WHAT YOU WILL DO — The response must contain every line from the records below that has "LifecycleListener".
RECORDS SUPPLIED section start
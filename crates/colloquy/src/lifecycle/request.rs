//! Base lifecycle listener: one session and transaction per request.

use crate::session::{SharedSession, UowState};
use crate::types::{FactoryKey, SessionResult};

use super::{open_bound_session, rollback_and_close, LifecycleListener};

/// Opens sessions and transactions as required and closes them at the end
/// of the unit of work. Uncommitted transactions are rolled back; commits
/// must be explicit (see [`crate::commit::commit_if_valid`]).
#[derive(Clone, Copy, Debug, Default)]
pub struct RequestLifecycle;

impl RequestLifecycle {
    pub fn new() -> Self {
        Self
    }
}

impl LifecycleListener for RequestLifecycle {
    fn on_session_requested(
        &self,
        state: &mut UowState,
        key: &FactoryKey,
    ) -> SessionResult<SharedSession> {
        open_bound_session(state, key)
    }

    fn on_unit_of_work_end(&self, state: &mut UowState) -> SessionResult<()> {
        let mut first_error = None;
        for key in state.opened_keys() {
            let Some(session) = state.unbind(&key) else {
                continue;
            };
            if let Err(e) = rollback_and_close(&session, &key) {
                tracing::error!(key = %key, "failed to close session: {e}");
                first_error.get_or_insert(e);
            }
        }
        state.clear_opened();
        match first_error {
            Some(e) => Err(e),
            None => Ok(()),
        }
    }

    fn on_unit_of_work_error(&self, state: &mut UowState) {
        // same unwind, but an error is already in flight: everything here
        // is logged, nothing propagates; the next access reopens lazily
        for key in state.opened_keys() {
            let Some(session) = state.unbind(&key) else {
                continue;
            };
            if let Err(e) = rollback_and_close(&session, &key) {
                tracing::warn!(key = %key, "cleanup after error failed: {e}");
            }
        }
        state.clear_opened();
    }
}
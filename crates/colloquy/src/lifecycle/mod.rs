//! Unit-of-work lifecycle listeners.

pub mod conversation;
pub mod request;

pub use conversation::ConversationLifecycle;
pub use request::RequestLifecycle;

use crate::session::{SharedSession, UowState};
use crate::types::{FactoryKey, SessionResult};

/// Contract between the hosting runtime and the session lifecycle.
///
/// The runtime calls these at well-defined points: unit-of-work start,
/// first data access per key, normal end, and exceptional end.
pub trait LifecycleListener: Send + Sync {
    fn on_unit_of_work_start(&self, _state: &mut UowState) {}

    /// A session was requested for `key` and none is bound yet. Must
    /// leave a bound session behind and return it.
    fn on_session_requested(
        &self,
        state: &mut UowState,
        key: &FactoryKey,
    ) -> SessionResult<SharedSession>;

    /// Normal completion: unwind every opened key. Uncommitted
    /// transactions are rolled back.
    fn on_unit_of_work_end(&self, state: &mut UowState) -> SessionResult<()>;

    /// Exceptional completion: clean up so the triggering error can
    /// propagate and later work in the same unit of work still finds a
    /// usable session. Cleanup failures must not mask the original error.
    fn on_unit_of_work_error(&self, state: &mut UowState);
}

/// Open a session from the keyed factory, begin a transaction, bind it to
/// the unit of work, and record the key: the shared first-access step of
/// every listener.
pub fn open_bound_session(state: &mut UowState, key: &FactoryKey) -> SessionResult<SharedSession> {
    let factory = state.registry().lookup(key)?;
    let session = SharedSession::new(factory.open_session()?);
    if let Err(e) = session.begin() {
        if let Err(close_err) = session.close() {
            tracing::warn!(key = %key, "failed to close session after begin failure: {close_err}");
        }
        return Err(e.into());
    }
    if let Err(e) = state.bind(key.clone(), session.clone()) {
        if let Err(cleanup_err) = session.rollback_if_active().and_then(|_| session.close()) {
            tracing::warn!(key = %key, "failed to discard unbindable session: {cleanup_err}");
        }
        return Err(e);
    }
    state.record_opened(key);
    tracing::debug!(uow = %state.id(), key = %key, "opened session");
    Ok(session)
}

/// Roll back any active transaction, then close the session. Rollback
/// failures are logged and do not prevent the close.
pub(crate) fn rollback_and_close(session: &SharedSession, key: &FactoryKey) -> SessionResult<()> {
    if !session.is_open() {
        return Ok(());
    }
    if session.transaction_active() {
        tracing::debug!(key = %key, "rolling back uncommitted transaction");
        if let Err(e) = session.rollback() {
            tracing::warn!(key = %key, "rollback failed: {e}");
        }
    }
    session.close()?;
    Ok(())
}
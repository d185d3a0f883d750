//! Request-scoped database session and transaction lifecycle for
//! multi-page web workflows.
//!
//! A [`UnitOfWork`] binds ORM sessions to one request, opening
//! transactions lazily on first access and rolling back whatever was not
//! explicitly committed when the request ends. The
//! [`ConversationLifecycle`] listener extends this with sessions that
//! span several requests, accumulating unflushed changes until a commit
//! (or abandonment) ends the conversation.

pub mod commit;
pub mod config;
pub mod lifecycle;
pub mod models;
pub mod orm;
pub mod registry;
pub mod session;
pub mod types;
pub mod workflow;

pub use commit::{commit_if_valid, CommitOutcome, Validation};
pub use lifecycle::{ConversationLifecycle, LifecycleListener, RequestLifecycle};
pub use models::{ObjectBinding, Persistent};
pub use orm::{Criteria, EntityId, FlushMode, OrmSession, SessionFactory};
pub use registry::SessionFactoryRegistry;
pub use session::{SharedSession, UnitOfWork};
pub use types::{FactoryKey, OrmError, SessionError, SessionResult};
pub use workflow::{ConversationHandle, WorkflowScope, WorkflowTarget};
RECORDS SUPPLIED section end
EXERCISE OUTPUT —
use super::{open_bound_session, rollback_and_close, LifecycleListener};
impl LifecycleListener for RequestLifecycle {
pub trait LifecycleListener: Send + Sync {
pub use lifecycle::{ConversationLifecycle, LifecycleListener, RequestLifecycle};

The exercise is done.